The Infusion Room C had a strong smell of antiseptic mixed with something else that I couldn’t quite name, but I knew it would stick with me forever, whether I liked it or not.

There were six recliners in the room. Each one had a rolling IV stand next to it, a small table, and a mounted screen that nobody seemed to be paying attention to. The chairs were a dull teal, a color that was clearly chosen to be neutral but ended up being just a bit off, like it was trying too hard to blend in. When we walked in, three of the chairs were taken. There was a man in his sixties with his eyes shut, a woman around my mom’s age, if I had one, who was reading on a tablet, and a girl two chairs away from the one the nurse directed me to.

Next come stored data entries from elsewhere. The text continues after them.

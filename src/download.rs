//! Model downloading
//!
//! Fetches the segmentation model into the local cache with progress
//! reporting, optional SHA-256 verification and an atomic rename from a
//! `.part` file.

use crate::config::ModelConfig;
use crate::error::{BgRemovalError, Result};
use crate::tracing_config::spans;
use futures_util::StreamExt;
#[cfg(feature = "cli")]
use indicatif::{ProgressBar, ProgressStyle};
use reqwest::Client;
use sha2::{Digest, Sha256};
use std::path::{Path, PathBuf};
use tokio::io::AsyncWriteExt;
use tracing::{debug, info, warn, Instrument};

/// Progress bar abstraction that works with and without CLI features
#[derive(Debug)]
pub enum ProgressIndicator {
    #[cfg(feature = "cli")]
    Indicatif(ProgressBar),
    NoOp,
}

impl ProgressIndicator {
    /// Set message for progress indicator
    pub fn set_message(&self, msg: String) {
        match self {
            #[cfg(feature = "cli")]
            Self::Indicatif(pb) => pb.set_message(msg),
            Self::NoOp => drop(msg),
        }
    }

    /// Set length for progress indicator
    pub fn set_length(&self, len: u64) {
        match self {
            #[cfg(feature = "cli")]
            Self::Indicatif(pb) => pb.set_length(len),
            Self::NoOp => {
                let _ = len;
            },
        }
    }

    /// Set position for progress indicator
    pub fn set_position(&self, pos: u64) {
        match self {
            #[cfg(feature = "cli")]
            Self::Indicatif(pb) => pb.set_position(pos),
            Self::NoOp => {
                let _ = pos;
            },
        }
    }

    /// Finish with a final message
    pub fn finish_with_message(&self, msg: String) {
        match self {
            #[cfg(feature = "cli")]
            Self::Indicatif(pb) => pb.finish_with_message(msg),
            Self::NoOp => drop(msg),
        }
    }
}

/// Model downloader with progress reporting
#[derive(Debug, Clone)]
pub struct ModelDownloader {
    client: Client,
}

impl ModelDownloader {
    /// Create a new model downloader
    ///
    /// # Errors
    /// - Failed to create HTTP client
    pub fn new() -> Result<Self> {
        let client = Client::builder()
            .timeout(std::time::Duration::from_secs(300))
            .build()
            .map_err(|e| BgRemovalError::network_error("Failed to create HTTP client", e))?;

        Ok(Self { client })
    }

    /// Make sure the configured model is on disk and return its path
    ///
    /// An explicit `model_path` is never downloaded; it must already exist.
    /// Otherwise the model is fetched from `model_url` into the cache
    /// directory unless it is already there.
    ///
    /// # Errors
    /// - Explicit model path missing
    /// - Invalid model URL
    /// - Network, file system or integrity failures
    pub async fn ensure_model(&self, config: &ModelConfig, show_progress: bool) -> Result<PathBuf> {
        if let Some(path) = &config.model_path {
            if path.is_file() {
                return Ok(path.clone());
            }
            return Err(BgRemovalError::model(format!(
                "Model file '{}' does not exist",
                path.display()
            )));
        }

        let target = config.resolved_model_path();
        if target.is_file() {
            debug!(path = %target.display(), "Model already cached");
            return Ok(target);
        }

        self.download_model(&config.model_url, &target, config.sha256.as_deref(), show_progress)
            .await?;
        Ok(target)
    }

    /// Download a model file to `target`
    ///
    /// # Errors
    /// - Invalid model URL
    /// - Network errors during download
    /// - File system errors
    /// - SHA-256 mismatch
    pub async fn download_model(
        &self,
        url: &str,
        target: &Path,
        expected_sha256: Option<&str>,
        show_progress: bool,
    ) -> Result<()> {
        validate_model_url(url)?;
        info!(url, target = %target.display(), "Downloading model");

        let partial = partial_path(target);
        let progress = if show_progress {
            Self::create_progress_indicator()
        } else {
            ProgressIndicator::NoOp
        };
        progress.set_message(format!("Downloading {}", file_label(target)));

        if let Err(e) = self
            .download_file(url, &partial, &progress)
            .instrument(spans::download(url, target))
            .await
        {
            discard(&partial);
            return Err(e);
        }

        match Self::verify_file_integrity(&partial, expected_sha256) {
            Ok(true) => {},
            Ok(false) => {
                discard(&partial);
                return Err(BgRemovalError::model(format!(
                    "Downloaded model from {url} failed SHA-256 verification"
                )));
            },
            Err(e) => {
                discard(&partial);
                return Err(e);
            },
        }

        std::fs::rename(&partial, target)
            .map_err(|e| BgRemovalError::file_io_error("move downloaded model into", target, &e))?;

        progress.finish_with_message(format!("Downloaded {}", file_label(target)));
        info!(path = %target.display(), "Model downloaded");
        Ok(())
    }

    /// Create a progress indicator for download reporting
    fn create_progress_indicator() -> ProgressIndicator {
        #[cfg(feature = "cli")]
        {
            let pb = ProgressBar::new(0);
            if let Ok(style) = ProgressStyle::with_template(
                "{spinner:.green} [{elapsed_precise}] [{bar:40.cyan/blue}] {bytes}/{total_bytes} {msg}",
            ) {
                pb.set_style(style.progress_chars("#>-"));
            }
            ProgressIndicator::Indicatif(pb)
        }
        #[cfg(not(feature = "cli"))]
        {
            ProgressIndicator::NoOp
        }
    }

    /// Stream a single file to disk
    async fn download_file(
        &self,
        url: &str,
        local_path: &Path,
        progress: &ProgressIndicator,
    ) -> Result<()> {
        if let Some(parent) = local_path.parent() {
            tokio::fs::create_dir_all(parent)
                .await
                .map_err(|e| BgRemovalError::file_io_error("create directory", parent, &e))?;
        }

        let response = self
            .client
            .get(url)
            .send()
            .await
            .map_err(|e| BgRemovalError::network_error(format!("Failed to download {url}"), e))?;

        if !response.status().is_success() {
            return Err(BgRemovalError::network_error(
                format!("Failed to download {url}"),
                format!("HTTP {}", response.status()),
            ));
        }

        let total_size = response.content_length();
        if let Some(total) = total_size {
            progress.set_length(total);
        }

        let mut file = tokio::fs::File::create(local_path)
            .await
            .map_err(|e| BgRemovalError::file_io_error("create file", local_path, &e))?;

        let mut stream = response.bytes_stream();
        let mut downloaded = 0u64;
        while let Some(chunk) = stream.next().await {
            let chunk = chunk
                .map_err(|e| BgRemovalError::network_error("Failed to read download stream", e))?;
            file.write_all(&chunk)
                .await
                .map_err(|e| BgRemovalError::file_io_error("write to file", local_path, &e))?;

            downloaded += chunk.len() as u64;
            if total_size.is_some() {
                progress.set_position(downloaded);
            } else {
                progress.set_message(format!(
                    "Downloaded {:.1} MB",
                    downloaded as f64 / (1024.0 * 1024.0)
                ));
            }
        }

        file.flush()
            .await
            .map_err(|e| BgRemovalError::file_io_error("flush file", local_path, &e))?;

        debug!(bytes = downloaded, path = %local_path.display(), "Download finished");
        Ok(())
    }

    /// Verify a file against a hex SHA-256 digest
    ///
    /// Returns `true` when no digest is given.
    ///
    /// # Errors
    /// - File cannot be read
    pub fn verify_file_integrity(file_path: &Path, expected_hash: Option<&str>) -> Result<bool> {
        let Some(expected) = expected_hash else {
            return Ok(true);
        };

        let contents = std::fs::read(file_path).map_err(|e| {
            BgRemovalError::file_io_error("read file for verification", file_path, &e)
        })?;

        let actual_hash = format!("{:x}", Sha256::digest(&contents));
        if actual_hash.eq_ignore_ascii_case(expected.trim()) {
            Ok(true)
        } else {
            warn!(
                path = %file_path.display(),
                expected,
                actual = %actual_hash,
                "File integrity check failed"
            );
            Ok(false)
        }
    }
}

/// Validate that a model URL can be fetched
///
/// Only absolute `http` and `https` URLs with a host are accepted.
///
/// # Errors
/// - Empty URL, other schemes, or missing host
pub fn validate_model_url(url: &str) -> Result<()> {
    if url.trim().is_empty() {
        return Err(BgRemovalError::invalid_config("Model URL cannot be empty"));
    }

    let rest = url
        .strip_prefix("https://")
        .or_else(|| url.strip_prefix("http://"))
        .ok_or_else(|| {
            BgRemovalError::invalid_config(format!(
                "Unsupported model URL '{url}': only http and https are supported"
            ))
        })?;

    let host = rest.split(['/', '?', '#']).next().unwrap_or_default();
    if host.is_empty() {
        return Err(BgRemovalError::invalid_config(format!(
            "Model URL '{url}' has no host"
        )));
    }

    Ok(())
}

fn partial_path(target: &Path) -> PathBuf {
    let mut name = target.file_name().unwrap_or_default().to_os_string();
    name.push(".part");
    target.with_file_name(name)
}

fn file_label(path: &Path) -> String {
    path.file_name()
        .map_or_else(|| path.display().to_string(), |n| n.to_string_lossy().into_owned())
}

fn discard(path: &Path) {
    if let Err(e) = std::fs::remove_file(path) {
        debug!(path = %path.display(), error = %e, "Could not remove partial download");
    }
}

#[cfg(test)]
mod tests {
    use super::*;
    use tempfile::TempDir;

    #[test]
    fn test_validate_model_url() {
        assert!(validate_model_url(crate::config::DEFAULT_MODEL_URL).is_ok());
        assert!(validate_model_url("http://localhost:8080/u2net.onnx").is_ok());

        assert!(validate_model_url("").is_err());
        assert!(validate_model_url("ftp://example.com/model.onnx").is_err());
        assert!(validate_model_url("file:///tmp/model.onnx").is_err());
        assert!(validate_model_url("https:///model.onnx").is_err());
    }

    #[test]
    fn test_partial_path() {
        assert_eq!(
            partial_path(Path::new("/cache/u2net.onnx")),
            PathBuf::from("/cache/u2net.onnx.part")
        );
    }

    #[test]
    fn test_verify_file_integrity() {
        let temp_dir = TempDir::new().unwrap();
        let test_file = temp_dir.path().join("test.txt");
        std::fs::write(&test_file, "test content").unwrap();

        assert!(ModelDownloader::verify_file_integrity(&test_file, None).unwrap());

        let expected = format!("{:x}", Sha256::digest(b"test content"));
        assert!(ModelDownloader::verify_file_integrity(&test_file, Some(&expected)).unwrap());
        assert!(ModelDownloader::verify_file_integrity(
            &test_file,
            Some(&expected.to_uppercase())
        )
        .unwrap());

        let wrong = "0".repeat(64);
        assert!(!ModelDownloader::verify_file_integrity(&test_file, Some(&wrong)).unwrap());

        let missing = temp_dir.path().join("missing.txt");
        let err = ModelDownloader::verify_file_integrity(&missing, Some(&wrong)).unwrap_err();
        assert!(err.to_string().contains("read file for verification"));
    }

    #[test]
    fn test_progress_indicator_no_op() {
        let progress = ProgressIndicator::NoOp;
        progress.set_message("test message".to_string());
        progress.set_length(100);
        progress.set_position(50);
        progress.finish_with_message("finished".to_string());
    }

    #[tokio::test]
    async fn test_ensure_model_uses_cached_file() {
        let temp_dir = TempDir::new().unwrap();
        std::fs::write(temp_dir.path().join("u2net.onnx"), b"cached").unwrap();

        let config = ModelConfig {
            cache_dir: Some(temp_dir.path().to_path_buf()),
            model_url: "https://unreachable.invalid/u2net.onnx".to_string(),
            ..ModelConfig::default()
        };
        let path = ModelDownloader::new()
            .unwrap()
            .ensure_model(&config, false)
            .await
            .unwrap();
        assert_eq!(path, temp_dir.path().join("u2net.onnx"));
    }

    #[tokio::test]
    async fn test_ensure_model_explicit_path_missing() {
        let config = ModelConfig {
            model_path: Some(PathBuf::from("/nonexistent/model.onnx")),
            ..ModelConfig::default()
        };
        let err = ModelDownloader::new()
            .unwrap()
            .ensure_model(&config, false)
            .await
            .unwrap_err();
        assert!(matches!(err, BgRemovalError::Model(_)));
    }

    #[cfg(feature = "web")]
    async fn serve_bytes(body: &'static [u8]) -> String {
        let app = axum::Router::new().route("/model.onnx", axum::routing::get(move || async move { body }));
        let listener = tokio::net::TcpListener::bind("127.0.0.1:0").await.unwrap();
        let addr = listener.local_addr().unwrap();
        tokio::spawn(async move {
            axum::serve(listener, app).await.unwrap();
        });
        format!("http://{addr}/model.onnx")
    }

    #[cfg(feature = "web")]
    #[tokio::test]
    async fn test_download_model_from_local_server() {
        let url = serve_bytes(b"onnx model bytes").await;
        let temp_dir = TempDir::new().unwrap();
        let target = temp_dir.path().join("models").join("u2net.onnx");
        let digest = format!("{:x}", Sha256::digest(b"onnx model bytes"));

        ModelDownloader::new()
            .unwrap()
            .download_model(&url, &target, Some(&digest), false)
            .await
            .unwrap();

        assert_eq!(std::fs::read(&target).unwrap(), b"onnx model bytes");
        assert!(!partial_path(&target).exists());
    }

    #[cfg(feature = "web")]
    #[tokio::test]
    async fn test_download_model_checksum_mismatch() {
        let url = serve_bytes(b"tampered").await;
        let temp_dir = TempDir::new().unwrap();
        let target = temp_dir.path().join("u2net.onnx");

        let err = ModelDownloader::new()
            .unwrap()
            .download_model(&url, &target, Some(&"0".repeat(64)), false)
            .await
            .unwrap_err();

        assert!(err.to_string().contains("SHA-256"));
        assert!(!target.exists());
        assert!(!partial_path(&target).exists());
    }

    #[cfg(feature = "web")]
    #[tokio::test]
    async fn test_download_model_http_error() {
        let url = serve_bytes(b"").await.replace("model.onnx", "missing.onnx");
        let temp_dir = TempDir::new().unwrap();
        let target = temp_dir.path().join("u2net.onnx");

        let err = ModelDownloader::new()
            .unwrap()
            .download_model(&url, &target, None, false)
            .await
            .unwrap_err();
        assert!(matches!(err, BgRemovalError::Network(_)));
        assert!(!target.exists());
    }
}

The girl had a lilac bob haircut, her feet tucked under her, and a book without a cover resting in her lap. She didn’t look up when Maekynzie and I entered, which somehow made her stand out even more.

“Alright,” Maekynzie said, speaking loudly as if we were in a much bigger space. “This is fine. Everything is completely fine. I’ve been to hospitals before. I’m a very calm person.”

“You’re the least calm person I know,” I replied.

“That’s what makes this impressive,” Maekynzie said as she placed her tote bag on the small table next to my recliner and started taking things out like someone who was ready for an emergency. She had snacks, a portable phone charger, a novel, another novel, and a small blanket that she laid over my lap without me asking. “I brought the good snacks. Not the sad ones. The good ones.”

“You didn’t need to bring two books.”

“One’s for you in case you get bored. The other one’s mine. I wasn’t sure how long this would take.”

“Four to six hours.”

Maekynzie stopped for a moment. “I brought two books.”

The nurse, whose name tag read Hanna, was both patient and detailed, like someone who had gone through this orientation many times and believed that being specific was more compassionate than just being efficient. She laid out the sequence of medications: first the anti-nausea meds, followed by vincristine, then doxorubicin, and finally cyclophosphamide. She listed the side effects for each one, keeping an eye on my expression as she spoke, similar to how people observe others to see how much information they can handle at once.

I took it all in. I didn’t jot anything down because I had already gone over it three times in the folder from Dr. Giacherio’s office, and I figured reading it a fourth time wouldn’t be helpful right now.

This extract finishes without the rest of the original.